## DATASET CONTENT
// The Odds API client for NFL moneylines.
//
// `OddsProvider` is the seam the fetch command talks to; `TheOddsApiClient`
// is the HTTP implementation. Conversion to probabilities lives in
// `lms_core::odds`.

use std::time::Duration;

use async_trait::async_trait;
use lms_core::odds::OddsEvent;
use thiserror::Error;
use tracing::{debug, info};

use crate::config::Config;

/// Upstream response bodies longer than this are truncated in errors.
const ERROR_BODY_LIMIT: usize = 512;

// ---------------------------------------------------------------------------
// Errors
// ---------------------------------------------------------------------------

#[derive(Debug, Error)]
pub enum OddsClientError {
    #[error("NFL_ODDS_API_KEY is not configured; set it or add odds_api_key to config/credentials.toml")]
    MissingApiKey,

    #[error("odds request failed: {0}")]
    Http(#[from] reqwest::Error),

    #[error("upstream odds API request failed with status {status}: {body}")]
    Status { status: u16, body: String },

    #[error("failed to decode odds response: {0}")]
    Decode(#[from] serde_json::Error),
}

// ---------------------------------------------------------------------------
// Provider trait
// ---------------------------------------------------------------------------

/// Source of this week's NFL moneyline events.
#[async_trait]
pub trait OddsProvider: Send + Sync {
    /// Bookmaker the events are requested for.
    fn bookmaker(&self) -> &str;

    async fn fetch_events(&self) -> Result<Vec<OddsEvent>, OddsClientError>;
}

// ---------------------------------------------------------------------------
// TheOddsApiClient
// ---------------------------------------------------------------------------

pub struct TheOddsApiClient {
    http: reqwest::Client,
    base_url: String,
    api_key: String,
    regions: String,
    bookmaker: String,
}

impl TheOddsApiClient {
    /// Build a client from the odds settings and credentials in `config`.
    /// Fails before any request is made when no API key is configured.
    pub fn from_config(config: &Config) -> Result<Self, OddsClientError> {
        let api_key = config
            .credentials
            .odds_api_key
            .clone()
            .filter(|k| !k.trim().is_empty())
            .ok_or(OddsClientError::MissingApiKey)?;

        let http = reqwest::Client::builder()
            .timeout(Duration::from_secs(config.odds.timeout_secs))
            .build()?;

        Ok(Self {
            http,
            base_url: config.odds.base_url.clone(),
            api_key,
            regions: config.odds.regions.clone(),
            bookmaker: config.odds.bookmaker.clone(),
        })
    }

    /// Query parameters for the moneyline request, API key last.
    fn query_params(&self) -> Vec<(&'static str, &str)> {
        vec![
            ("regions", self.regions.as_str()),
            ("markets", "h2h"),
            ("oddsFormat", "american"),
            ("bookmakers", self.bookmaker.as_str()),
            ("apiKey", self.api_key.as_str()),
        ]
    }
}

#[async_trait]
impl OddsProvider for TheOddsApiClient {
    fn bookmaker(&self) -> &str {
        &self.bookmaker
    }

    async fn fetch_events(&self) -> Result<Vec<OddsEvent>, OddsClientError> {
        debug!("Fetching odds from: {}", self.base_url);

        let response = self
            .http
            .get(&self.base_url)
            .query(&self.query_params())
            .send()
            .await?;

        let status = response.status();
        let body = response.text().await?;

        if !status.is_success() {
            return Err(OddsClientError::Status {
                status: status.as_u16(),
                body: truncate_body(&body),
            });
        }

        let events = parse_events(&body)?;
        info!(
            "Fetched {} NFL events with {} moneylines",
            events.len(),
            self.bookmaker
        );
        Ok(events)
    }
}

// ---------------------------------------------------------------------------
// Helpers
// ---------------------------------------------------------------------------

/// Parse an odds response body. Anything other than a JSON array of events
/// yields no events.
pub fn parse_events(body: &str) -> Result<Vec<OddsEvent>, serde_json::Error> {
    let value: serde_json::Value = serde_json::from_str(body)?;
    match value {
        serde_json::Value::Array(_) => serde_json::from_value(value),
        _ => Ok(Vec::new()),
    }
}

fn truncate_body(body: &str) -> String {
    match body.char_indices().nth(ERROR_BODY_LIMIT) {
        Some((idx, _)) => format!("{}...", &body[..idx]),
        None => body.to_string(),
    }
}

## YOUR GOAL
Apply a filter to the listing above so that only lines with "failed" are kept, and copy those lines.

## WRITTEN ANSWER
    #[error("odds request failed: {0}")]
    #[error("upstream odds API request failed with status {status}: {body}")]
    #[error("failed to decode odds response: {0}")]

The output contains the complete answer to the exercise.